Bagi masyarakat Jawa, peninggalan wali sanga berupa lagu “Turi-turi Putih” sudah tidak asing lagi. Bahkan ada sebagian masyarakat menyelinginya dengan bacaan shalawat. Lagu tersebut merupakan peninggalan wali songo, khususnya Sunan Giri. Memang tak ada bukti valid soal itu, tetapi satu hal bahwa lagu tersebut begitu populer dan digemari masyarakat. Jauh lebih penting dari itu, ternyata lagu tersebut mengandung pesan ajaran kearifan, kesadaran akan kematian, akan amal setelah manusia meninggal.
Begitulah pesan Jadi tembang bagi kanjeng Sunan Giri bukan sekedar bunyi dan irama yang enak didengar, tetapi pesan yang disimpan jauh lebih membekas dan membuat orang begitu menghayati lagu tersebut.
“Turi-turi putih,
Ditandur neng kebon agung,
Turi-turi putih
Ditandur ning kebon agung
Cumleret tiba nyemplung
Gumlundhung kembange apa,
Mbok ira,
Mbok ira,
Mbok ira,
Kembange apa?”
Terjemahan :
TURI-TURI PUTIH
Turi, artinya tak aturi: (saya kasih tahu).
Putih itu simbolisme dari kain kafan/ pocongan: orang mati yang dibungkus dengan kain kafan (kain mori warna putih).
Arti selengkapnya: Saya kasih tahu, bahwa kelak manusia itu akan mati.

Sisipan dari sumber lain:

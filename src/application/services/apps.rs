// src/application/services/apps.rs
use crate::application::dto::{AppCredentialsDto, AppInfoDto};
use crate::application::error::ApplicationResult;
use crate::application::ports::identity::IdentityStore;
use crate::domain::uid::Uid;
use std::sync::Arc;

/// Registration and lookup of third-party OAuth applications.
pub struct AppService {
    identity: Arc<dyn IdentityStore>,
}

impl AppService {
    pub fn new(identity: Arc<dyn IdentityStore>) -> Self {
        Self { identity }
    }

    pub async fn create_app(&self, owner: &str, name: &str) -> ApplicationResult<AppCredentialsDto> {
        let owner = Uid::parse(owner)?;
        let app = self.identity.create_app(owner, name).await?;
        Ok(app.into())
    }

    pub async fn get_app(&self, uid: &str) -> ApplicationResult<AppInfoDto> {
        let uid = Uid::parse(uid)?;
        let info = self.identity.get_app_info(uid).await?;
        Ok(info.into())
    }
}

DITANDUR NING KEBUN AGUNG: di tanam di kebon agung,
Artinya mati di kubur di sebuah makam.
CUMLERET TIBA NYEMPLUNG:
Sebuah gambaran dari orang mati yang sedang dimasukkan dalam kuburan waktunya cepat seperti kilat jatuh
GUMLUNDUNG KEMBANGE APA
Maksudnya, setelah orang yang mati itu selesai dikubur, maka kemudian akan diberi pertanyaan oleh malaikat soal amal perbuatannya.
MBOK IRA
MBOK IRA
MBOK IRA
KEMBANGE APA?
Mbok iro, adalah simbol manusia yang sudah meninggal, selalu akan ditanya:
Amal apa yang sudah Kamu diperbuat?
Bekal apa yang akan kamu dibawa?
Begitulah, makna yang bisa diambil dari lagu tersebut. Namun, pada perkembangannya, sudah dimunculkan jawaban-jawabannya. Misalnya adalah lirik tambahan yang bukan karya kanjeng sunan, seperti:
Mbok kira mbok kira mbok kira kembange apa?
Kembang-kembang m’lathi
Kembang m’lathi dironce-ronce
(Orang mati pada kelihatannya (biasanya) adalah membawa bunga melati yang dirangkai, dikalungkan pada peti jenazah.

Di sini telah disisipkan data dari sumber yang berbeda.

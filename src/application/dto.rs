// src/application/dto.rs
use crate::domain::{
    app::{App, AppInfo},
    user::User,
};
use serde::{Deserialize, Serialize};

#[derive(Debug, Clone, Serialize, Deserialize)]
pub struct UserInfoDto {
    pub uid: String,
    pub username: String,
    pub is_admin: bool,
}

impl From<User> for UserInfoDto {
    fn from(user: User) -> Self {
        Self {
            uid: user.uid.to_string(),
            username: user.username.into(),
            is_admin: user.is_admin,
        }
    }
}

/// Returned from app creation only, the single time the secret is exposed.
#[derive(Debug, Clone, Serialize, Deserialize)]
pub struct AppCredentialsDto {
    pub uid: String,
    pub secret: String,
}

impl From<App> for AppCredentialsDto {
    fn from(app: App) -> Self {
        Self {
            uid: app.uid.to_string(),
            secret: app.secret.to_string(),
        }
    }
}

#[derive(Debug, Clone, Serialize, Deserialize)]
pub struct AppInfoDto {
    pub owner: String,
    pub name: String,
}

impl From<AppInfo> for AppInfoDto {
    fn from(info: AppInfo) -> Self {
        Self {
            owner: info.owner.to_string(),
            name: info.name,
        }
    }
}

#[derive(Debug, Clone, Serialize, Deserialize)]
pub struct AccessTokenDto {
    pub token: String,
    pub uid: String,
}

/// Access/refresh pair minted by refresh rotation and OAuth code redemption.
#[derive(Debug, Clone, Serialize, Deserialize)]
pub struct SessionTokensDto {
    pub access_token: String,
    pub refresh_token: String,
}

Namun bukan itu yang sebenarnya yang dikehendaki Kanjeng sunan giri. Tetapi amal ketika hidup.
Maka lirik tambahan selanjutnya adalah:
Sing kene setengah mati
Sing kana ‘ra piye piye
Yang ada di sini (di dunia) susah setengah mati, tetapi yang di sana tidak ada apa-apa.
Ini adalah pandangan mata manusia pada umumnya.
Bagi mereka yang mau belajar dan mencari hikmah, justru hidup di dunia ini adalah kesusahan dalam rangka mempersiapkan amal kelak meninggal. Jika itu bisa dilakukan, maka benar adanya di sana dia tidak ada masalah yang berarti (sing kana ra piye piye) tetapi jika tidak ada amal, justru kehidupan di sanalah yang akan susah setengah mati.
Manusia lupa, bahwa dikubur siksanya setengah mati, tapi mereka hidup Ra piye-piye tidak melakukan tindakan dan amalan yang baik untuk bekal di alam kubur nanti.
Sebaik-baiknya peringatan adalah kematian.